START RECORD EXTRACTS

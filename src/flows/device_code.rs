use std::time::Duration;

use serde::{Deserialize, Serialize};
use tracing::{debug, info};

use crate::error::{GrantError, Result};
use crate::grant::{store_tokens_in, AccessToken, ErrorBody, GrantExchanger, GrantType};
use crate::scope::ScopeSet;

pub const DEVICE_PATH: &str = "/authorization/v2/device";
/// Secure-storage key of the pending device code.
pub const DEVICE_CODE_KEY: &str = "device_code";
/// RFC 8628 default when the server omits `interval`.
pub const DEFAULT_POLL_INTERVAL_SECS: u64 = 5;

/// Response of the device authorization endpoint.
///
/// # Example
/// ```
/// use grantline::flows::DeviceCode;
///
/// let code = DeviceCode {
///     device_code: "dc-123".to_string(),
///     user_code: "ABCD-EFGH".to_string(),
///     verification_uri: "https://www.npr.org/device".to_string(),
///     expires_in: 1800,
///     interval: 5,
/// };
/// assert_eq!(code.poll_interval().as_secs(), 5);
/// ```
#[derive(Debug, Clone, PartialEq, Eq, Serialize, Deserialize)]
pub struct DeviceCode {
    pub device_code: String,
    pub user_code: String,
    pub verification_uri: String,
    pub expires_in: u64,
    #[serde(default = "default_interval")]
    pub interval: u64,
}

impl DeviceCode {
    pub fn poll_interval(&self) -> Duration {
        Duration::from_secs(self.interval)
    }

    pub fn lifetime(&self) -> Duration {
        Duration::from_secs(self.expires_in)
    }

    fn from_response_body(body: &str) -> Result<Self> {
        let code: Self = serde_json::from_str(body).map_err(|err| {
            GrantError::MalformedResponse(format!("invalid device code response: {err}"))
        })?;
        if code.device_code.is_empty() || code.user_code.is_empty() {
            return Err(GrantError::MalformedResponse(
                "device code response has an empty device_code or user_code".to_string(),
            ));
        }
        Ok(code)
    }
}

fn default_interval() -> u64 {
    DEFAULT_POLL_INTERVAL_SECS
}

/// Device-code grant: `Idle -> Polling`.
///
/// Each [`poll`](Self::poll) is a single attempt. Callers loop on
/// [`GrantError::is_pending`], sleeping [`DeviceCode::poll_interval`] between
/// attempts, and stop calling to cancel.
pub struct DeviceCodeFlow {
    exchanger: GrantExchanger,
}

impl DeviceCodeFlow {
    pub fn new(exchanger: GrantExchanger) -> Self {
        Self { exchanger }
    }

    /// Request a device code and keep it in secure storage until it expires.
    pub async fn start<S: AsRef<str>>(&self, scopes: &[S]) -> Result<DeviceCode> {
        let providers = self.exchanger.ensure_providers()?;
        let scopes = ScopeSet::new(scopes)?;

        let credentials = &providers.credentials;
        let form = vec![
            ("client_id".to_string(), credentials.client_id.clone()),
            ("client_secret".to_string(), credentials.client_secret.clone()),
            ("scope".to_string(), scopes.joined()),
        ];
        let url = format!("{}{DEVICE_PATH}", providers.config.api_host());
        debug!(%url, scopes = %scopes, "requesting device code");

        let response = self.exchanger.post_form(&providers, &url, &form).await?;
        if response.is_error() {
            let message = ErrorBody::parse(&response.body).message(response.status);
            return Err(GrantError::device_code_request(response.status, message));
        }
        let code = DeviceCode::from_response_body(&response.body)?;

        providers
            .secure_storage
            .set(DEVICE_CODE_KEY, &code.device_code, Some(code.lifetime()))?;
        info!(
            expires_in = code.expires_in,
            interval = code.interval,
            "device code issued"
        );
        Ok(code)
    }

    /// One token-endpoint attempt with the stored device code.
    ///
    /// Fails with [`GrantError::AuthorizationPending`] (or
    /// [`GrantError::SlowDown`]) until the user finishes signing in.
    pub async fn poll(&self) -> Result<AccessToken> {
        let providers = self.exchanger.ensure_providers()?;
        let device_code = providers
            .secure_storage
            .get(DEVICE_CODE_KEY)?
            .ok_or_else(|| GrantError::NotFound("no device code on record".to_string()))?;

        let token = self
            .exchanger
            .exchange_with(
                &providers,
                GrantType::DeviceCode,
                &[("code", device_code.as_str())],
            )
            .await?;

        store_tokens_in(providers.secure_storage, &token)?;
        info!("device code authorized");
        Ok(token)
    }

    /// Forget the stored device code.
    pub fn clear(&self) -> Result<()> {
        let providers = self.exchanger.ensure_providers()?;
        providers.secure_storage.remove(DEVICE_CODE_KEY)
    }
}

#[cfg(test)]
mod tests {
    use super::*;

    #[test]
    fn interval_defaults_when_missing() {
        let code = DeviceCode::from_response_body(
            r#"{"device_code":"d","user_code":"U","verification_uri":"https://v","expires_in":60}"#,
        )
        .unwrap();
        assert_eq!(code.interval, DEFAULT_POLL_INTERVAL_SECS);
        assert_eq!(code.lifetime(), Duration::from_secs(60));
    }

    #[test]
    fn missing_device_code_is_malformed() {
        let err = DeviceCode::from_response_body(
            r#"{"user_code":"U","verification_uri":"https://v","expires_in":60,"interval":5}"#,
        )
        .unwrap_err();
        assert!(matches!(err, GrantError::MalformedResponse(_)));
    }
}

END RECORD EXTRACTS

(WORK REQUIRED)
Nothing but the lines from the one that contains "pub fn clear(&self)" through the end of the listing above should be copied, each exactly as written.

(ANSWER BOX)
    pub fn clear(&self) -> Result<()> {
        let providers = self.exchanger.ensure_providers()?;
        providers.secure_storage.remove(DEVICE_CODE_KEY)
    }
}

#[cfg(test)]
mod tests {
    use super::*;

    #[test]
    fn interval_defaults_when_missing() {
        let code = DeviceCode::from_response_body(
            r#"{"device_code":"d","user_code":"U","verification_uri":"https://v","expires_in":60}"#,
        )
        .unwrap();
        assert_eq!(code.interval, DEFAULT_POLL_INTERVAL_SECS);
        assert_eq!(code.lifetime(), Duration::from_secs(60));
    }

    #[test]
    fn missing_device_code_is_malformed() {
        let err = DeviceCode::from_response_body(
            r#"{"user_code":"U","verification_uri":"https://v","expires_in":60,"interval":5}"#,
        )
        .unwrap_err();
        assert!(matches!(err, GrantError::MalformedResponse(_)));
    }
}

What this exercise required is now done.